▸ **TASK STATEMENT**:
Nothing but a number is wanted here: the count of lines in the data holding the word "model".

▸ **TASK INPUT**:
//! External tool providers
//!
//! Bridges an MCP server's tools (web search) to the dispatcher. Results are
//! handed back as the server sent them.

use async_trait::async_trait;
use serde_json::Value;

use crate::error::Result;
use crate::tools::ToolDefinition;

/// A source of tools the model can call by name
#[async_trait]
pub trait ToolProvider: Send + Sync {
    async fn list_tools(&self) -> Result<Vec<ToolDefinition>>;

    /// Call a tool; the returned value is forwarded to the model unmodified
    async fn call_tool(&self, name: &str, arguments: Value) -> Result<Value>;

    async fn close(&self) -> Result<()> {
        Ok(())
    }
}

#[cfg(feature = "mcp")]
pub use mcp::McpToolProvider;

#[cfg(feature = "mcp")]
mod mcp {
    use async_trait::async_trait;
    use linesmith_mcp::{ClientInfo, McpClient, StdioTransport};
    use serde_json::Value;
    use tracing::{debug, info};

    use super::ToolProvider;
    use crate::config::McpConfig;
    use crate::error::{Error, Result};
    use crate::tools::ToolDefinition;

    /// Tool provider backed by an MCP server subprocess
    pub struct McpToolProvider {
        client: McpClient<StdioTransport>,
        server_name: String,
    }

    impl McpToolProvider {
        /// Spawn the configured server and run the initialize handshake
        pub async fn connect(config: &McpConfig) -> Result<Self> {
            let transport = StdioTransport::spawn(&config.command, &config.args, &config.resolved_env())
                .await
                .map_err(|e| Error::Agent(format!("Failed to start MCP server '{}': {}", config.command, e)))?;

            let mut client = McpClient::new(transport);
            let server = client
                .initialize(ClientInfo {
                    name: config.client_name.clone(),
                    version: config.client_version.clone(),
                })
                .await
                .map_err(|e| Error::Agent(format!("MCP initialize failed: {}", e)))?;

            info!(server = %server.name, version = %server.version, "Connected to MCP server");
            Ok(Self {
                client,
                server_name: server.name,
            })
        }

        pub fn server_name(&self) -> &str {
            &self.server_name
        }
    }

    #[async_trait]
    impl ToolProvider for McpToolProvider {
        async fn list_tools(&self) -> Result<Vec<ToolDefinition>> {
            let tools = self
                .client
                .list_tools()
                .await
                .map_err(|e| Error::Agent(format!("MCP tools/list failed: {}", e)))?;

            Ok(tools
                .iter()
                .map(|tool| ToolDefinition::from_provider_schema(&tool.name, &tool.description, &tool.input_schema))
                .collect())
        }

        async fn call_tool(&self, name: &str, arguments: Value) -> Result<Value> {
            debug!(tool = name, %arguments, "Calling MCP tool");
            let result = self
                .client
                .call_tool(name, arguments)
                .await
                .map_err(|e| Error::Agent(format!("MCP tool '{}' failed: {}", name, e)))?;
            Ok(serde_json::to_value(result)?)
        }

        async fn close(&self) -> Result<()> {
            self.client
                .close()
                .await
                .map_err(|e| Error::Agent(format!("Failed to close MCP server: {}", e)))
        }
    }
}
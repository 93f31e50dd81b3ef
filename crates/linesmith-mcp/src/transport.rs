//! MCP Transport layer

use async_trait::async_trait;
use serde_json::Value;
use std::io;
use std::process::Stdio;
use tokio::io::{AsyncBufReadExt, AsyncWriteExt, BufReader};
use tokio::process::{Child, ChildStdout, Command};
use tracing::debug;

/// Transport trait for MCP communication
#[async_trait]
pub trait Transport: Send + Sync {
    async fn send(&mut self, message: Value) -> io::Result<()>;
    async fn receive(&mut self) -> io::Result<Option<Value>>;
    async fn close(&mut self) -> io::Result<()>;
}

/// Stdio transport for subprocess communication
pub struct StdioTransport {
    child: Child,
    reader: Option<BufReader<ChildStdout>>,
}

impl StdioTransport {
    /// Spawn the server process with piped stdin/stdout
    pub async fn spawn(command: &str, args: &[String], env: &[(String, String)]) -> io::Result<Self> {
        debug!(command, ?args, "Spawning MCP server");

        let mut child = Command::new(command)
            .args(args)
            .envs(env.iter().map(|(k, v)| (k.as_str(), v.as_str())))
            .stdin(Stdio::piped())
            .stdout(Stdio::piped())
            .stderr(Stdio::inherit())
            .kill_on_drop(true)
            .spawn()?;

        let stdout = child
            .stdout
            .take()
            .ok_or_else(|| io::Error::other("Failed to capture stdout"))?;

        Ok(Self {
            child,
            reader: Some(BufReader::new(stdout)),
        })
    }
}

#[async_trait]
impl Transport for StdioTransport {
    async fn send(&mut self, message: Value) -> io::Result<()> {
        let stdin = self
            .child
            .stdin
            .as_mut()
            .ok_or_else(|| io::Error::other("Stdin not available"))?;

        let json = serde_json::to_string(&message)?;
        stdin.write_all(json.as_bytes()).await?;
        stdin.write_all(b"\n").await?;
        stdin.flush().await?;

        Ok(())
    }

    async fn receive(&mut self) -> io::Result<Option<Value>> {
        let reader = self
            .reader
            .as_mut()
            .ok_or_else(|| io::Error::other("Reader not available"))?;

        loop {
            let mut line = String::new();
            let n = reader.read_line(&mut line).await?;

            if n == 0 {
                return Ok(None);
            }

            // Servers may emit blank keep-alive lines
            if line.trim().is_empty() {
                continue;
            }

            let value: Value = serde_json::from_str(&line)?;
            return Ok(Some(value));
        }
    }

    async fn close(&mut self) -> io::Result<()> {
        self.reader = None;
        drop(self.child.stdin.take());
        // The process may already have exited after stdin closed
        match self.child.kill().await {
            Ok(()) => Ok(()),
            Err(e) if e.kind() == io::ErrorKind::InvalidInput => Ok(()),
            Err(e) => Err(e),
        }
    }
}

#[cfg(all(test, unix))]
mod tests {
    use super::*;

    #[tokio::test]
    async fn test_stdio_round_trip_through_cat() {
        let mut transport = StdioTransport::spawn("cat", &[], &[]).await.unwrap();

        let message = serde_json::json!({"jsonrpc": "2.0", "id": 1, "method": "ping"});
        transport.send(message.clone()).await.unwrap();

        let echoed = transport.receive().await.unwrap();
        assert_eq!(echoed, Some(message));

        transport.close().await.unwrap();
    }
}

▸ **RESPONSE**:
2